= Jane M. Booker =

American statistician

Jane M. Booker is an American statistician, formerly a research in the Statistical Sciences Group of the Los Alamos National Laboratory. She is known for her work on expert elicitation and on using probability theory to formalize reasoning from fuzzy logic.

==Education and career==
Booker became a researcher at the Los Alamos National Laboratory in 1980, and retired by 2006.

==Books==
Booker is the coauthor of the book Eliciting and Analyzing Expert Judgment: A Practical Guide (with Mary A. Meyer, Academic Press, 1991; reprinted by the Society for Industrial and Applied Mathematics, 2001).
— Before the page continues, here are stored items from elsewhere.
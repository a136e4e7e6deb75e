//! Time axis construction and bucket arithmetic.
//!
//! A query either asks for the most recent value of each property or for a
//! window of dates materialised at a granularity. [`TimeQuery`] captures that
//! choice once so downstream code never has to re-check the combination of
//! interval and timespan.

mod interval;
mod window;

pub use interval::{Interval, interval_column_name};
pub use window::{TimeAxis, Timespan};

use std::fmt;

use chrono::NaiveDate;
use thiserror::Error;

/// Errors raised while interpreting time arguments.
#[derive(Debug, Clone, PartialEq, Eq, Error)]
#[non_exhaustive]
pub enum TimeError {
    /// The granularity name is not one of the supported intervals.
    #[error("'{raw}' is not a supported interval; use yearly, monthly, weekly or daily")]
    UnknownInterval {
        /// The rejected input.
        raw: String,
    },
    /// A timespan was supplied without an interval to bucket it by.
    #[error("a timespan requires an interval")]
    TimespanWithoutInterval,
}

/// Key of a timeline slot.
///
/// `NoDate` sorts before every bucket.
#[derive(Debug, Clone, PartialEq, Eq, PartialOrd, Ord, Hash)]
pub enum TimeKey {
    /// The claim carries no usable date.
    NoDate,
    /// A truncated date bucket.
    Bucket(String),
}

impl TimeKey {
    /// Text used for the `NoDate` sentinel.
    pub const NO_DATE: &'static str = "no date";

    /// Borrow the bucket text, `None` for the sentinel.
    #[must_use]
    pub fn bucket(&self) -> Option<&str> {
        match self {
            Self::NoDate => None,
            Self::Bucket(bucket) => Some(bucket),
        }
    }
}

impl fmt::Display for TimeKey {
    fn fmt(&self, f: &mut fmt::Formatter<'_>) -> fmt::Result {
        match self {
            Self::NoDate => f.write_str(Self::NO_DATE),
            Self::Bucket(bucket) => f.write_str(bucket),
        }
    }
}

/// Temporal mode of a query.
#[derive(Debug, Clone, PartialEq, Eq)]
pub enum TimeQuery {
    /// Only the value current at `today` is wanted.
    MostRecent {
        /// Reference date for "current".
        today: NaiveDate,
    },
    /// Values are wanted for every bucket of the axis.
    Windowed(TimeAxis),
}

impl TimeQuery {
    /// Validate the interval/timespan combination and build the query.
    ///
    /// # Errors
    ///
    /// Returns [`TimeError::TimespanWithoutInterval`] when `timespan` is set
    /// but `interval` is not.
    ///
    /// ```
    /// use chrono::NaiveDate;
    /// use wikirepo_core::{Interval, TimeQuery, Timespan};
    ///
    /// let today = NaiveDate::from_ymd_opt(2024, 5, 1).unwrap_or_default();
    /// assert!(matches!(TimeQuery::new(None, None, today)?, TimeQuery::MostRecent { .. }));
    /// assert!(TimeQuery::new(None, Some(Timespan::Single(today)), today).is_err());
    /// let windowed = TimeQuery::new(Some(Interval::Yearly), None, today)?;
    /// assert_eq!(windowed.fallback_key().to_string(), "2024");
    /// # Ok::<(), wikirepo_core::TimeError>(())
    /// ```
    pub fn new(
        interval: Option<Interval>,
        timespan: Option<Timespan>,
        today: NaiveDate,
    ) -> Result<Self, TimeError> {
        match (interval, timespan) {
            (None, None) => Ok(Self::MostRecent { today }),
            (None, Some(_)) => Err(TimeError::TimespanWithoutInterval),
            (Some(interval), span) => Ok(Self::Windowed(TimeAxis::new(interval, span, today))),
        }
    }

    /// Granularity of a windowed query.
    #[must_use]
    pub const fn interval(&self) -> Option<Interval> {
        match self {
            Self::MostRecent { .. } => None,
            Self::Windowed(axis) => Some(axis.interval()),
        }
    }

    /// Time axis of a windowed query.
    #[must_use]
    pub const fn axis(&self) -> Option<&TimeAxis> {
        match self {
            Self::MostRecent { .. } => None,
            Self::Windowed(axis) => Some(axis),
        }
    }

    /// Whether the query asks for the current value only.
    #[must_use]
    pub const fn is_most_recent(&self) -> bool {
        matches!(self, Self::MostRecent { .. })
    }

    /// Bucket a date: the axis granularity, or whole days in most-recent mode.
    #[must_use]
    pub fn bucket(&self, date: NaiveDate) -> TimeKey {
        let interval = self.interval().unwrap_or(Interval::Daily);
        TimeKey::Bucket(interval.truncate(date))
    }

    /// Key used for values that carry no date.
    #[must_use]
    pub fn fallback_key(&self) -> TimeKey {
        match self {
            Self::MostRecent { .. } => TimeKey::NoDate,
            Self::Windowed(axis) => TimeKey::Bucket(axis.truncated_latest()),
        }
    }

    /// Whether values at `key` belong in the result.
    #[must_use]
    pub fn includes(&self, key: &TimeKey) -> bool {
        match (self, key) {
            (Self::MostRecent { .. }, _) => true,
            (Self::Windowed(_), TimeKey::NoDate) => false,
            (Self::Windowed(axis), TimeKey::Bucket(bucket)) => axis.contains_bucket(bucket),
        }
    }
}

/// Parse the date part of a Wikidata time literal.
///
/// Literals look like `+2019-00-00T00:00:00Z`; unknown month or day
/// components (`00`) are read as the first of the period.
///
/// ```
/// use chrono::NaiveDate;
/// use wikirepo_core::parse_wikidata_time;
///
/// assert_eq!(
///     parse_wikidata_time("+2019-00-00T00:00:00Z"),
///     NaiveDate::from_ymd_opt(2019, 1, 1),
/// );
/// assert_eq!(parse_wikidata_time("garbage"), None);
/// ```
#[must_use]
pub fn parse_wikidata_time(raw: &str) -> Option<NaiveDate> {
    let date = raw.get(1..11)?.replace("-00", "-01");
    NaiveDate::parse_from_str(&date, "%Y-%m-%d").ok()
}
With Timothy J. Ross and W. Jerry Parkinson, she is the coeditor of Fuzzy Logic and Probability Applications: Bridging the Gap (Society for Industrial and Applied Mathematics, 2002).

==Recognition==
Booker was elected as a Fellow of the American Statistical Association in 1999.

Also in 1999, the Performance and Reliability Evaluation with Diverse Information Combination and Tracking (PREDICT) technique, developed jointly by Los Alamos and Delphi Automotive Systems using material from Booker's book on judgment elicitation, was a winner of the R&D 100 Awards.